Labour’s first six months in office left much to be desired in addressing social care reform in England, a point of contention for many. However, the government seems to be taking a firmer stance now by bringing Dame Louise Casey on board to steer a comprehensive review of this thorny policy issue. Despite this progress, the timeline they’ve proposed drags on unnecessarily long. Instead of diving right into viable reforms, Health Secretary Wes Streeting and his team have opted for more investigations, prolonging the current state of dysfunction.
The consequences of this inaction are piling up, affecting both those who urgently need costly care and the already strained health service. Mr. Streeting reassures us that changes will begin next year with Dame Louise’s initial findings, but dropping the ball on this would be an outrageous neglect of duty. Remember, this government was elected on promises to revitalize public services, an imperative given the strain social care shortages impose on hospitals.

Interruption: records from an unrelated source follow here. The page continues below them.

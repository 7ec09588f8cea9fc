//! Calendar-week bucketing.
//!
//! A window is Monday 00:00 up to (not including) the next Monday, which
//! covers Sunday 23:59:59 and any fraction of that last second. Windows
//! never overlap, so a record with a parseable date lands in at most one.

use chrono::{Datelike, Duration, NaiveDateTime};
use serde::{Deserialize, Serialize};

use crate::models::dates::{format_instant, parse_opt, start_of_week};
use crate::models::enums::{AppointmentType, DoctorStatus, TreatmentStatus};
use crate::models::ClinicSnapshot;

pub const DEFAULT_WEEKS: usize = 12;

/// Upper bound on the number of windows, about two years.
pub const MAX_WEEKS: usize = 104;

#[derive(Debug, Clone, Copy, PartialEq, Eq)]
pub struct WeekWindow {
    pub start: NaiveDateTime,
}

impl WeekWindow {
    /// Exclusive upper bound: the next Monday 00:00.
    pub fn next_start(&self) -> NaiveDateTime {
        self.start + Duration::days(7)
    }

    /// Sunday 23:59:59.999, for display.
    pub fn end(&self) -> NaiveDateTime {
        self.next_start() - Duration::milliseconds(1)
    }

    pub fn contains(&self, at: NaiveDateTime) -> bool {
        at >= self.start && at < self.next_start()
    }

    /// `"{day}/{month}"` of the Monday, unpadded.
    pub fn label(&self) -> String {
        format!("{}/{}", self.start.day(), self.start.month())
    }

    fn contains_opt(&self, raw: Option<&str>) -> bool {
        parse_opt(raw).is_some_and(|at| self.contains(at))
    }
}

/// `n` consecutive week windows ending with the week containing `now`,
/// oldest first. `n` is clamped to [`MAX_WEEKS`]; windows that would start
/// before the earliest representable date are left out.
pub fn week_windows(now: NaiveDateTime, n: usize) -> Vec<WeekWindow> {
    let current = start_of_week(now);
    let mut windows: Vec<WeekWindow> = (0..n.min(MAX_WEEKS))
        .map_while(|i| {
            let weeks = i64::try_from(i).ok()?;
            let back = Duration::try_weeks(weeks)?;
            current
                .checked_sub_signed(back)
                .map(|start| WeekWindow { start })
        })
        .collect();
    windows.reverse();
    windows
}

/// Activity figures for one week window.
#[derive(Debug, Clone, PartialEq, Serialize, Deserialize)]
pub struct WeeklySummary {
    pub week: String,
    pub start: String,
    pub end: String,
    /// Confirmed or completed appointments.
    pub rendez_vous: usize,
    pub consultations: usize,
    pub urgences: usize,
    pub autres: usize,
    pub nouveaux_patients: usize,
    /// Qualifying appointments per doctor, two decimals.
    pub taux_occupation: f64,
}

fn round2(value: f64) -> f64 {
    (value * 100.0).round() / 100.0
}

pub fn occupancy(appointments: usize, doctors: usize) -> f64 {
    round2(appointments as f64 / doctors.max(1) as f64)
}

pub fn summarize_week(snapshot: &ClinicSnapshot<'_>, window: &WeekWindow) -> WeeklySummary {
    let mut summary = WeeklySummary {
        week: window.label(),
        start: format_instant(window.start),
        end: format_instant(window.end()),
        rendez_vous: 0,
        consultations: 0,
        urgences: 0,
        autres: 0,
        nouveaux_patients: 0,
        taux_occupation: 0.0,
    };

    for rdv in snapshot.rendez_vous.iter().filter(|r| r.is_qualifying()) {
        if !window.contains_opt(Some(&rdv.date)) {
            continue;
        }
        summary.rendez_vous += 1;
        match rdv.kind {
            AppointmentType::Consultation => summary.consultations += 1,
            AppointmentType::Urgence => summary.urgences += 1,
            _ => summary.autres += 1,
        }
    }

    summary.nouveaux_patients = snapshot
        .patients
        .iter()
        .filter(|p| window.contains_opt(p.created_at.as_deref()))
        .count();
    summary.taux_occupation = occupancy(summary.rendez_vous, snapshot.medecins.len());
    summary
}

pub fn weekly_summaries(
    snapshot: &ClinicSnapshot<'_>,
    now: NaiveDateTime,
    n: usize,
) -> Vec<WeeklySummary> {
    week_windows(now, n)
        .iter()
        .map(|w| summarize_week(snapshot, w))
        .collect()
}

// ─── Series ──────────────────────────────────────────────────────────────────

#[derive(Debug, Clone, PartialEq, Eq, Serialize, Deserialize)]
pub struct ConsultationsUrgencesPoint {
    pub week: String,
    pub consultations: usize,
    pub urgences: usize,
}

/// Consultation records per week, urgent ones split out.
pub fn consultations_urgences(
    snapshot: &ClinicSnapshot<'_>,
    windows: &[WeekWindow],
) -> Vec<ConsultationsUrgencesPoint> {
    windows
        .iter()
        .map(|w| {
            let (urgences, consultations): (Vec<_>, Vec<_>) = snapshot
                .consultations
                .iter()
                .filter(|c| w.contains_opt(Some(&c.date)))
                .partition(|c| c.kind.is_urgent());
            ConsultationsUrgencesPoint {
                week: w.label(),
                consultations: consultations.len(),
                urgences: urgences.len(),
            }
        })
        .collect()
}

#[derive(Debug, Clone, PartialEq, Eq, Serialize, Deserialize)]
pub struct PatientsEvolutionPoint {
    pub week: String,
    pub nouveau: usize,
    pub sous_trt: usize,
    pub apres_trt: usize,
    pub decede: usize,
}

/// Patients per treatment status as of each window's end.
pub fn patients_evolution(
    snapshot: &ClinicSnapshot<'_>,
    windows: &[WeekWindow],
) -> Vec<PatientsEvolutionPoint> {
    windows
        .iter()
        .map(|w| {
            let mut point = PatientsEvolutionPoint {
                week: w.label(),
                nouveau: 0,
                sous_trt: 0,
                apres_trt: 0,
                decede: 0,
            };
            for status in snapshot.patients.iter().filter_map(|p| p.status_at(w.end())) {
                match status {
                    TreatmentStatus::Nouveau => point.nouveau += 1,
                    TreatmentStatus::SousTraitement => point.sous_trt += 1,
                    TreatmentStatus::ApresTraitement => point.apres_trt += 1,
                    TreatmentStatus::Decede => point.decede += 1,
                }
            }
            point
        })
        .collect()
}

#[derive(Debug, Clone, PartialEq, Eq, Serialize, Deserialize)]
pub struct MedecinsServicePoint {
    pub week: String,
    pub en_service: usize,
}

/// Doctors currently in service who were on the roster by each window's
/// end. A doctor without a usable `created_at` counts in every week.
pub fn medecins_service(
    snapshot: &ClinicSnapshot<'_>,
    windows: &[WeekWindow],
) -> Vec<MedecinsServicePoint> {
    windows
        .iter()
        .map(|w| MedecinsServicePoint {
            week: w.label(),
            en_service: snapshot
                .medecins
                .iter()
                .filter(|m| m.status == DoctorStatus::EnService)
                .filter(|m| match parse_opt(m.created_at.as_deref()) {
                    Some(at) => at < w.next_start(),
                    None => true,
                })
                .count(),
        })
        .collect()
}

Mr. Streeting is no stranger to the pitfalls of past reform attempts. Recently, his colleague Rachel Reeves scrapped a proposed £86,000 cap on individual social care costs to save funds. Efforts to design a fair, sustainable service model that garners public backing predate these decisions, going back even to the Tory era. Tony Blair’s government, nearly 25 years ago, set the precedent by dismissing most suggestions from a royal commission on social care they had established. Likely mindful of this history, Mr. Streeting bypassed another commission, opting to engage Dame Louise instead.
Dame Louise is renowned for tackling complex issues with a mix of creativity and grit. Known for her work as a crossbench peer and for advising Conservative prime ministers, she’s seen as a capable figure who could facilitate cross-party agreement. In the past, she’s confronted tough subjects head-on, like the racial and gender biases within the Metropolitan police culture.
Mr. Streeting’s vision includes expanding social care entitlements to be viewed as we do healthcare today. It’s often argued that there’s no moral basis for cancer treatment to be free, yet dementia care is means-tested. This disparity stems from the varying needs these conditions engender.
Critical questions include whether and how social care risks are pooled similarly to health risks post-1940s, the funding of non-public care, and how entitlement levels are set. Consensus is crucial on these fronts. Implementing a new system will be tough if it’s constantly under the threat of being overturned. Mr. Streeting acknowledges these inherently political issues, where left and right won’t always see eye to eye. It would be naive to claim otherwise.
Lord Darzi managed to review the NHS within mere months. Hopefully, Dame Louise will prioritize urgency in her work, perhaps even expediting her timelines to hasten meaningful action.